Much like the title would suggest Árpád Sopsits’ ‘Strangled’ is a taut psycho-thriller. Loosely based on real events in which the Hungarian town of Martfü was terrorised by a serial killer throughout the 1960s. Whilst an innocent man was imprisoned for the first of the murders, the story follows a young police officer who is determined to ensure justice is served, despite heavy political pressure to ensure that the tenuous communist rule appears infallible in their administration of law and order.

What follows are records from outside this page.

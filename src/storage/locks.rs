//! Advisory lock registry.
//!
//! Two independent lock classes: a per-cell lock keyed by the structured
//! [`TileKey`] serializing every mutation of a single cell's metadata+bytes,
//! and a coarser per-map lock serializing timeline manifest mutations.
//! Callers never hold both at once, so the classes cannot deadlock against
//! each other. Reads take no lock at all.

use std::sync::Arc;

use dashmap::DashMap;
use tokio::sync::{Mutex, OwnedMutexGuard};

use crate::storage::tile_store::{MapId, TileKey};

/// Registry of in-process advisory locks.
#[derive(Debug, Default)]
pub struct LockRegistry {
    cells: DashMap<TileKey, Arc<Mutex<()>>>,
    manifests: DashMap<String, Arc<Mutex<()>>>,
}

impl LockRegistry {
    /// Create an empty registry.
    pub fn new() -> Self {
        Self::default()
    }

    /// Acquire the per-cell lock for `key`, waiting if another mutation of
    /// the same cell is in progress.
    pub async fn lock_cell(&self, key: &TileKey) -> OwnedMutexGuard<()> {
        let mutex = self
            .cells
            .entry(key.clone())
            .or_default()
            .value()
            .clone();
        mutex.lock_owned().await
    }

    /// Acquire the per-map manifest lock. Not reentrant; callers must not
    /// already hold it for the same map.
    pub async fn lock_manifest(&self, map: &MapId) -> OwnedMutexGuard<()> {
        let mutex = self
            .manifests
            .entry(map.as_str().to_string())
            .or_default()
            .value()
            .clone();
        mutex.lock_owned().await
    }
}

#[cfg(test)]
mod tests {
    use super::*;
    use crate::core::coords::TileCoord;
    use crate::storage::tile_store::Namespace;
    use std::sync::atomic::{AtomicU32, Ordering};

    #[tokio::test]
    async fn test_same_cell_serializes() {
        let registry = Arc::new(LockRegistry::new());
        let key = TileKey::new(
            MapId::new("locks").unwrap(),
            Namespace::Baseline,
            TileCoord::new(8, 0, 0).unwrap(),
        );
        let counter = Arc::new(AtomicU32::new(0));

        let mut handles = Vec::new();
        for _ in 0..8 {
            let registry = registry.clone();
            let key = key.clone();
            let counter = counter.clone();
            handles.push(tokio::spawn(async move {
                let _guard = registry.lock_cell(&key).await;
                let seen = counter.fetch_add(1, Ordering::SeqCst);
                // Only one task may be inside the critical section.
                assert_eq!(seen, 0);
                tokio::task::yield_now().await;
                counter.fetch_sub(1, Ordering::SeqCst);
            }));
        }
        for handle in handles {
            handle.await.unwrap();
        }
    }

    #[tokio::test]
    async fn test_distinct_cells_do_not_block() {
        let registry = LockRegistry::new();
        let a = TileKey::new(
            MapId::new("locks").unwrap(),
            Namespace::Baseline,
            TileCoord::new(8, 0, 0).unwrap(),
        );
        let b = TileKey::new(
            MapId::new("locks").unwrap(),
            Namespace::node("n1"),
            TileCoord::new(8, 0, 0).unwrap(),
        );
        let _ga = registry.lock_cell(&a).await;
        // Same coordinate, different namespace: independent lock.
        let _gb = registry.lock_cell(&b).await;
    }
}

Synopsis: Based on real-life events, this psycho-thriller is set in the provincial Hungary of the 1960s, when a series of atrocious murders shock the small town of Martfü. A psychotic killer is on the prowl, who continues to slaughter young women while an innocent man is wrongly accused and sentenced for crimes he could never have committed. A determined detective arrives on the scene and soon becomes obsessed with the case while under pressure from the prosecutor to see a man hang. Stuck in the suffocating social, political and psychological world of socialist Hungary, we soon find ourselves entangled in a web of intricate conspiracy and disturbing drama.

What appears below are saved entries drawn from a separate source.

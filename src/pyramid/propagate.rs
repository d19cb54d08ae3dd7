//! Parent regeneration and upward propagation.
//!
//! After a leaf cell changes, every ancestor up to z=0 is recomposed so
//! zoomed-out views reflect the edit. Propagation runs level by level and
//! deduplicates shared parents, so a batch of sibling leaves composes each
//! ancestor exactly once.

use std::collections::BTreeSet;

use bytes::Bytes;
use tracing::debug;

use crate::core::coords::TileCoord;
use crate::core::error::{Error, Result};
use crate::pyramid::compose::compose_parent;
use crate::storage::meta::TileRecord;
use crate::storage::tile_store::{MapId, TileKey, TileStore};
use crate::timeline::context::TimelineContext;
use crate::timeline::tiles::{TileService, WriteOpts};

/// Pyramid maintenance over a tile service.
///
/// Maps listed in `lazy_maps` opt out of eager regeneration; their parents
/// are recomposed only when explicitly requested.
#[derive(Debug)]
pub struct PyramidService<S> {
    tiles: TileService<S>,
    lazy_maps: Vec<String>,
}

impl<S> Clone for PyramidService<S> {
    fn clone(&self) -> Self {
        Self {
            tiles: self.tiles.clone(),
            lazy_maps: self.lazy_maps.clone(),
        }
    }
}

impl<S: TileStore> PyramidService<S> {
    /// Create a service; `lazy_maps` comes from `pyramid.lazy_maps` config.
    pub fn new(tiles: TileService<S>, lazy_maps: Vec<String>) -> Self {
        Self { tiles, lazy_maps }
    }

    /// Whether leaf edits on this map trigger eager parent regeneration.
    pub fn eager(&self, map: &MapId) -> bool {
        !self.lazy_maps.iter().any(|m| m == map.as_str())
    }

    /// Recompose one baseline parent from its baseline children.
    ///
    /// Returns `None` without writing when no child has any bytes, so bulk
    /// imports do not mint empty parents over untouched regions.
    pub async fn generate_parent(
        &self,
        map: &MapId,
        parent: TileCoord,
    ) -> Result<Option<TileRecord>> {
        let children = parent
            .children()
            .ok_or_else(|| Error::invalid_argument("leaf tiles have no children"))?;

        let mut buffers: [Option<Bytes>; 4] = [None, None, None, None];
        for (slot, child) in buffers.iter_mut().zip(children) {
            let key = TileKey::baseline(map.clone(), child);
            *slot = self.tiles.store().read_tile(&key).await?;
        }
        if buffers.iter().all(Option::is_none) {
            return Ok(None);
        }

        let bytes = compose_parent(&buffers);
        let key = TileKey::baseline(map.clone(), parent);
        let record = self.tiles.write_ready(&key, &bytes, WriteOpts::default()).await?;
        Ok(Some(record))
    }

    /// Recompose one parent at the context's timeline node.
    ///
    /// Children are resolved through the timeline, so a parent reflects
    /// inherited content as well as the node's own edits. When every child
    /// resolves to nothing the parent is tombstoned at this node: the region
    /// was emptied here, and older parents must not show through.
    pub async fn generate_parent_at_node(
        &self,
        context: &TimelineContext,
        parent: TileCoord,
    ) -> Result<TileRecord> {
        let children = parent
            .children()
            .ok_or_else(|| Error::invalid_argument("leaf tiles have no children"))?;

        let mut buffers: [Option<Bytes>; 4] = [None, None, None, None];
        for (slot, child) in buffers.iter_mut().zip(children) {
            *slot = self.tiles.resolve_effective_buffer(context, child).await?;
        }

        let key = TileKey::new(context.map.clone(), context.node_namespace(), parent);
        if buffers.iter().all(Option::is_none) {
            return self.tiles.mark_tombstone(&key).await;
        }

        let bytes = compose_parent(&buffers);
        self.tiles.write_ready(&key, &bytes, WriteOpts::default()).await
    }

    /// Propagate a batch of leaf edits upward at the context's node,
    /// composing each shared ancestor once per level. No-op on lazy maps.
    pub async fn propagate(&self, context: &TimelineContext, leaves: &[TileCoord]) -> Result<()> {
        if !self.eager(&context.map) {
            debug!(map = %context.map, "eager regeneration disabled; skipping propagation");
            return Ok(());
        }
        let mut level: BTreeSet<TileCoord> = leaves.iter().filter_map(|c| c.parent()).collect();
        while !level.is_empty() {
            for &parent in &level {
                self.generate_parent_at_node(context, parent).await?;
            }
            level = level.iter().filter_map(|c| c.parent()).collect();
        }
        Ok(())
    }

    /// Baseline counterpart of [`propagate`](Self::propagate), for imports
    /// that write directly into the baseline store.
    pub async fn propagate_baseline(&self, map: &MapId, leaves: &[TileCoord]) -> Result<()> {
        if !self.eager(map) {
            debug!(map = %map, "eager regeneration disabled; skipping propagation");
            return Ok(());
        }
        let mut level: BTreeSet<TileCoord> = leaves.iter().filter_map(|c| c.parent()).collect();
        while !level.is_empty() {
            for &parent in &level {
                self.generate_parent(map, parent).await?;
            }
            level = level.iter().filter_map(|c| c.parent()).collect();
        }
        Ok(())
    }
}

The first thing that hits you about this movie is the brooding and atmospheric visuals. Oozing style and atmosphere from every shot, the film wastes no time in drawing you in to its intriguing story. From a stylistic perspective, ‘Strangled’ is nothing short of a masterpiece. The 1960s fashions and technology lend themselves well to an era where crime fighting, and resolution, came from good old-fashioned police work, rather than relying on technology and lab reports; this in itself makes the films twists and turns come at an organic pacing within the story.

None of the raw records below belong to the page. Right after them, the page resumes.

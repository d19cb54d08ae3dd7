//! Flat tile storage.
//!
//! Tiles are byte-addressed by `(map, namespace, z, x, y)`: one WebP image
//! file plus one JSON metadata record per cell, and one manifest JSON per
//! map. The namespace distinguishes the baseline store from each timeline
//! node's overlay. Two backends implement the same contract: a durable
//! filesystem store and an in-memory store used for tests and throwaway
//! instances.

use std::fmt;
use std::future::Future;
use std::path::{Path, PathBuf};

use bytes::Bytes;
use dashmap::DashMap;
use tracing::warn;

use crate::core::coords::TileCoord;
use crate::core::error::{Error, Result};
use crate::storage::meta::TileRecord;
use crate::timeline::manifest::Manifest;

/// Validated map identifier.
///
/// Restricting ids to a slug alphabet keeps them safe to embed in filesystem
/// paths and lock keys.
#[derive(Debug, Clone, PartialEq, Eq, Hash)]
pub struct MapId(String);

impl MapId {
    /// Maximum accepted id length.
    pub const MAX_LEN: usize = 64;

    /// Parse and validate a map id.
    pub fn new(id: impl Into<String>) -> Result<Self> {
        let id = id.into();
        let valid = !id.is_empty()
            && id.len() <= Self::MAX_LEN
            && id
                .bytes()
                .all(|b| b.is_ascii_lowercase() || b.is_ascii_digit() || b == b'-' || b == b'_')
            && id
                .bytes()
                .next()
                .is_some_and(|b| b.is_ascii_lowercase() || b.is_ascii_digit());
        if !valid {
            return Err(Error::invalid_argument(format!("invalid map id: {id:?}")));
        }
        Ok(Self(id))
    }

    /// The id as a string slice.
    pub fn as_str(&self) -> &str {
        &self.0
    }
}

impl fmt::Display for MapId {
    fn fmt(&self, f: &mut fmt::Formatter<'_>) -> fmt::Result {
        f.write_str(&self.0)
    }
}

/// Which tile store a key addresses: the timeline-independent baseline, or a
/// specific timeline node's overlay.
#[derive(Debug, Clone, PartialEq, Eq, Hash)]
pub enum Namespace {
    /// The "time index 0" store, conceptually before the first timeline node.
    Baseline,
    /// One timeline node's overlay, addressed by its stable id.
    Node(String),
}

impl Namespace {
    /// Overlay namespace for a node id.
    pub fn node(id: impl Into<String>) -> Self {
        Namespace::Node(id.into())
    }
}

/// Structured storage/lock key for a single cell.
///
/// Using a typed tuple instead of a concatenated string rules out collisions
/// from escaping edge cases and makes the locking discipline explicit.
#[derive(Debug, Clone, PartialEq, Eq, Hash)]
pub struct TileKey {
    /// Owning map.
    pub map: MapId,
    /// Baseline or node overlay.
    pub ns: Namespace,
    /// Cell coordinate.
    pub coord: TileCoord,
}

impl TileKey {
    /// Build a key.
    pub fn new(map: MapId, ns: Namespace, coord: TileCoord) -> Self {
        Self { map, ns, coord }
    }

    /// Baseline key for a cell.
    pub fn baseline(map: MapId, coord: TileCoord) -> Self {
        Self::new(map, Namespace::Baseline, coord)
    }
}

/// Byte/metadata storage contract shared by all backends.
///
/// Record reads are fail-open: a corrupt or unreadable metadata file is
/// logged and reported as "no record" so resolution never crashes on bad
/// state. Writes are atomic per file and propagate failures, since a write
/// that silently fails would corrupt the resolution chain.
pub trait TileStore: Send + Sync + 'static {
    /// Read the metadata record for a cell, if any.
    fn read_record(
        &self,
        key: &TileKey,
    ) -> impl Future<Output = Result<Option<TileRecord>>> + Send;

    /// Upsert the metadata record for a cell.
    fn write_record(
        &self,
        key: &TileKey,
        record: &TileRecord,
    ) -> impl Future<Output = Result<()>> + Send;

    /// Read tile bytes for a cell, if present.
    fn read_tile(&self, key: &TileKey) -> impl Future<Output = Result<Option<Bytes>>> + Send;

    /// Write tile bytes for a cell.
    fn write_tile(&self, key: &TileKey, bytes: &[u8]) -> impl Future<Output = Result<()>> + Send;

    /// Delete tile bytes for a cell. Missing files are not an error.
    fn delete_tile(&self, key: &TileKey) -> impl Future<Output = Result<()>> + Send;

    /// Read a map's timeline manifest, if one exists.
    fn read_manifest(&self, map: &MapId) -> impl Future<Output = Result<Option<Manifest>>> + Send;

    /// Persist a map's timeline manifest.
    fn write_manifest(
        &self,
        map: &MapId,
        manifest: &Manifest,
    ) -> impl Future<Output = Result<()>> + Send;

    /// Recursively remove a node's overlay storage. Idempotent.
    fn delete_node_dir(
        &self,
        map: &MapId,
        node_id: &str,
    ) -> impl Future<Output = Result<()>> + Send;
}

/// Filesystem-backed tile store.
///
/// Layout, one directory per namespace:
///
/// ```text
/// {root}/maps/{map}/timeline.json
/// {root}/maps/{map}/baseline/{z}_{x}_{y}.webp  + .json
/// {root}/maps/{map}/nodes/{node}/{z}_{x}_{y}.webp  + .json
/// ```
#[derive(Debug, Clone)]
pub struct FsTileStore {
    root: PathBuf,
}

impl FsTileStore {
    /// Create a store rooted at `root`. Directories are created lazily on
    /// first write.
    pub fn new(root: impl Into<PathBuf>) -> Self {
        Self { root: root.into() }
    }

    fn map_dir(&self, map: &MapId) -> PathBuf {
        self.root.join("maps").join(map.as_str())
    }

    fn ns_dir(&self, map: &MapId, ns: &Namespace) -> PathBuf {
        let map_dir = self.map_dir(map);
        match ns {
            Namespace::Baseline => map_dir.join("baseline"),
            Namespace::Node(id) => map_dir.join("nodes").join(id),
        }
    }

    fn tile_path(&self, key: &TileKey) -> PathBuf {
        let c = key.coord;
        self.ns_dir(&key.map, &key.ns)
            .join(format!("{}_{}_{}.webp", c.z, c.x, c.y))
    }

    fn record_path(&self, key: &TileKey) -> PathBuf {
        let c = key.coord;
        self.ns_dir(&key.map, &key.ns)
            .join(format!("{}_{}_{}.json", c.z, c.x, c.y))
    }

    fn manifest_path(&self, map: &MapId) -> PathBuf {
        self.map_dir(map).join("timeline.json")
    }

    async fn read_optional(path: &Path) -> Result<Option<Vec<u8>>> {
        match tokio::fs::read(path).await {
            Ok(data) => Ok(Some(data)),
            Err(err) if err.kind() == std::io::ErrorKind::NotFound => Ok(None),
            Err(err) => Err(err.into()),
        }
    }

    /// Write-then-rename so readers never observe a partial file.
    async fn atomic_write(path: &Path, data: &[u8]) -> Result<()> {
        if let Some(parent) = path.parent() {
            tokio::fs::create_dir_all(parent).await?;
        }
        let tmp = path.with_extension(format!("{}.tmp", uuid::Uuid::new_v4().simple()));
        tokio::fs::write(&tmp, data).await?;
        match tokio::fs::rename(&tmp, path).await {
            Ok(()) => Ok(()),
            Err(err) => {
                let _ = tokio::fs::remove_file(&tmp).await;
                Err(err.into())
            }
        }
    }
}

impl TileStore for FsTileStore {
    async fn read_record(&self, key: &TileKey) -> Result<Option<TileRecord>> {
        let path = self.record_path(key);
        let data = match Self::read_optional(&path).await {
            Ok(data) => data,
            Err(err) => {
                warn!(path = %path.display(), error = %err, "metadata read failed; treating as absent");
                return Ok(None);
            }
        };
        let Some(data) = data else { return Ok(None) };
        match serde_json::from_slice(&data) {
            Ok(record) => Ok(Some(record)),
            Err(err) => {
                warn!(path = %path.display(), error = %err, "corrupt metadata; treating as absent");
                Ok(None)
            }
        }
    }

    async fn write_record(&self, key: &TileKey, record: &TileRecord) -> Result<()> {
        let data = serde_json::to_vec_pretty(record).map_err(crate::core::error::StorageError::Serde)?;
        Self::atomic_write(&self.record_path(key), &data).await
    }

    async fn read_tile(&self, key: &TileKey) -> Result<Option<Bytes>> {
        let path = self.tile_path(key);
        match Self::read_optional(&path).await {
            Ok(data) => Ok(data.map(Bytes::from)),
            Err(err) => {
                warn!(path = %path.display(), error = %err, "tile read failed; treating as absent");
                Ok(None)
            }
        }
    }

    async fn write_tile(&self, key: &TileKey, bytes: &[u8]) -> Result<()> {
        Self::atomic_write(&self.tile_path(key), bytes).await
    }

    async fn delete_tile(&self, key: &TileKey) -> Result<()> {
        match tokio::fs::remove_file(self.tile_path(key)).await {
            Ok(()) => Ok(()),
            Err(err) if err.kind() == std::io::ErrorKind::NotFound => Ok(()),
            Err(err) => Err(err.into()),
        }
    }

    async fn read_manifest(&self, map: &MapId) -> Result<Option<Manifest>> {
        let Some(data) = Self::read_optional(&self.manifest_path(map)).await? else {
            return Ok(None);
        };
        // Unlike tile metadata, the manifest is the source of truth for the
        // node list; a corrupt manifest is a hard error, not an absence.
        let manifest =
            serde_json::from_slice(&data).map_err(crate::core::error::StorageError::Serde)?;
        Ok(Some(manifest))
    }

    async fn write_manifest(&self, map: &MapId, manifest: &Manifest) -> Result<()> {
        let data =
            serde_json::to_vec_pretty(manifest).map_err(crate::core::error::StorageError::Serde)?;
        Self::atomic_write(&self.manifest_path(map), &data).await
    }

    async fn delete_node_dir(&self, map: &MapId, node_id: &str) -> Result<()> {
        let dir = self.ns_dir(map, &Namespace::node(node_id));
        match tokio::fs::remove_dir_all(&dir).await {
            Ok(()) => Ok(()),
            Err(err) if err.kind() == std::io::ErrorKind::NotFound => Ok(()),
            Err(err) => Err(err.into()),
        }
    }
}

/// In-memory tile store backed by concurrent maps.
#[derive(Debug, Default)]
pub struct MemTileStore {
    records: DashMap<TileKey, TileRecord>,
    tiles: DashMap<TileKey, Bytes>,
    manifests: DashMap<String, Manifest>,
}

impl MemTileStore {
    /// Create an empty store.
    pub fn new() -> Self {
        Self::default()
    }
}

impl TileStore for MemTileStore {
    async fn read_record(&self, key: &TileKey) -> Result<Option<TileRecord>> {
        Ok(self.records.get(key).map(|r| r.clone()))
    }

    async fn write_record(&self, key: &TileKey, record: &TileRecord) -> Result<()> {
        self.records.insert(key.clone(), record.clone());
        Ok(())
    }

    async fn read_tile(&self, key: &TileKey) -> Result<Option<Bytes>> {
        Ok(self.tiles.get(key).map(|b| b.clone()))
    }

    async fn write_tile(&self, key: &TileKey, bytes: &[u8]) -> Result<()> {
        self.tiles.insert(key.clone(), Bytes::copy_from_slice(bytes));
        Ok(())
    }

    async fn delete_tile(&self, key: &TileKey) -> Result<()> {
        self.tiles.remove(key);
        Ok(())
    }

    async fn read_manifest(&self, map: &MapId) -> Result<Option<Manifest>> {
        Ok(self.manifests.get(map.as_str()).map(|m| m.clone()))
    }

    async fn write_manifest(&self, map: &MapId, manifest: &Manifest) -> Result<()> {
        self.manifests
            .insert(map.as_str().to_string(), manifest.clone());
        Ok(())
    }

    async fn delete_node_dir(&self, map: &MapId, node_id: &str) -> Result<()> {
        let matches = |key: &TileKey| {
            key.map.as_str() == map.as_str() && key.ns == Namespace::node(node_id)
        };
        self.records.retain(|key, _| !matches(key));
        self.tiles.retain(|key, _| !matches(key));
        Ok(())
    }
}

#[cfg(test)]
mod tests {
    use super::*;
    use crate::core::utils::now_ms;
    use crate::storage::meta::TileStatus;

    fn key(store_map: &str, ns: Namespace) -> TileKey {
        TileKey::new(
            MapId::new(store_map).unwrap(),
            ns,
            TileCoord::new(8, 3, 4).unwrap(),
        )
    }

    #[test]
    fn test_map_id_validation() {
        assert!(MapId::new("moon-map_01").is_ok());
        assert!(MapId::new("").is_err());
        assert!(MapId::new("UPPER").is_err());
        assert!(MapId::new("../escape").is_err());
        assert!(MapId::new("-leading-dash").is_err());
        assert!(MapId::new("a".repeat(65)).is_err());
    }

    #[tokio::test]
    async fn test_fs_store_roundtrip() {
        let dir = tempfile::tempdir().unwrap();
        let store = FsTileStore::new(dir.path());
        let key = key("roundtrip", Namespace::Baseline);

        assert!(store.read_record(&key).await.unwrap().is_none());
        assert!(store.read_tile(&key).await.unwrap().is_none());

        let record = TileRecord::new(key.coord, TileStatus::Ready, now_ms());
        store.write_record(&key, &record).await.unwrap();
        store.write_tile(&key, b"webp bytes").await.unwrap();

        assert_eq!(store.read_record(&key).await.unwrap(), Some(record));
        assert_eq!(
            store.read_tile(&key).await.unwrap(),
            Some(Bytes::from_static(b"webp bytes"))
        );

        store.delete_tile(&key).await.unwrap();
        assert!(store.read_tile(&key).await.unwrap().is_none());
        // Deleting again is a no-op.
        store.delete_tile(&key).await.unwrap();
    }

    #[tokio::test]
    async fn test_fs_store_corrupt_record_reads_as_absent() {
        let dir = tempfile::tempdir().unwrap();
        let store = FsTileStore::new(dir.path());
        let key = key("corrupt", Namespace::Baseline);

        let path = store.record_path(&key);
        tokio::fs::create_dir_all(path.parent().unwrap())
            .await
            .unwrap();
        tokio::fs::write(&path, b"{not json").await.unwrap();

        assert!(store.read_record(&key).await.unwrap().is_none());
    }

    #[tokio::test]
    async fn test_fs_store_node_dir_removal() {
        let dir = tempfile::tempdir().unwrap();
        let store = FsTileStore::new(dir.path());
        let map = MapId::new("nodes").unwrap();
        let overlay = key("nodes", Namespace::node("abc"));
        let baseline = key("nodes", Namespace::Baseline);

        store.write_tile(&overlay, b"overlay").await.unwrap();
        store.write_tile(&baseline, b"baseline").await.unwrap();

        store.delete_node_dir(&map, "abc").await.unwrap();
        assert!(store.read_tile(&overlay).await.unwrap().is_none());
        assert!(store.read_tile(&baseline).await.unwrap().is_some());
        // Idempotent.
        store.delete_node_dir(&map, "abc").await.unwrap();
    }

    #[tokio::test]
    async fn test_mem_store_node_dir_removal_scoped_to_map() {
        let store = MemTileStore::new();
        let map_a = key("map-a", Namespace::node("n1"));
        let map_b = key("map-b", Namespace::node("n1"));
        store.write_tile(&map_a, b"a").await.unwrap();
        store.write_tile(&map_b, b"b").await.unwrap();

        store
            .delete_node_dir(&MapId::new("map-a").unwrap(), "n1")
            .await
            .unwrap();
        assert!(store.read_tile(&map_a).await.unwrap().is_none());
        assert!(store.read_tile(&map_b).await.unwrap().is_some());
    }
}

As the film progresses you begin to feel a natural tension between the killer and the team of police tracking him.

The film covers a lot of ground throughout its 2-hour run time, from its more typical serial killer murder enquiry plots, to its political commentary. Despite highlighting many of the injustices of the time, as well as how the disorganisation of the countries services failed to protect those most vulnerable, it never becomes self-indulgent. This is, at heart, a fully committed psycho-thriller with pacing and structure of many western comparisons. Indeed, whilst the story, no doubt constraint by its ‘real-life’ inspirations is somewhat linear, with the character reveal and plot twists not being all that profound, what sets it apart is simply the quality of film making. Characters, actors and camera work are all sublime, and again, I don’t mind reminding you of what a masterpiece this film is from those angles.

As with all psycho-thrillers the antagonist needs to be the most memorable character of the lot – that he was based on a real-life murderer even more so. Rest assured, whilst I don’t want to name the actor/character for risk of spoilers, he does a frighteningly good job. Whilst the violence in the film is limited by horror standards, the horrific scenes of sexual violence towards his female victims are exactly that, horrific. The shooting of these scenes is very ‘raw’, putting you amidst acts of rape, assault and necrophilia without ever loosing poise or becoming gratuitous. Whilst you most likely know of the films overall conclusion, the investment of the viewer in the characters ensures you will want to see for yourself that justice is indeed served.

Overall, if you are a fan of serial killer stories then checking out ‘Strangled’ upon its release this week should be a no brainer. I sincerely hope you enjoyed it as much as I did, and kudos to Eureka entertainment for sharing their love for high quality foreign cinema with us. ‘Strangled’ is available from all major retailers from 05/02/2018.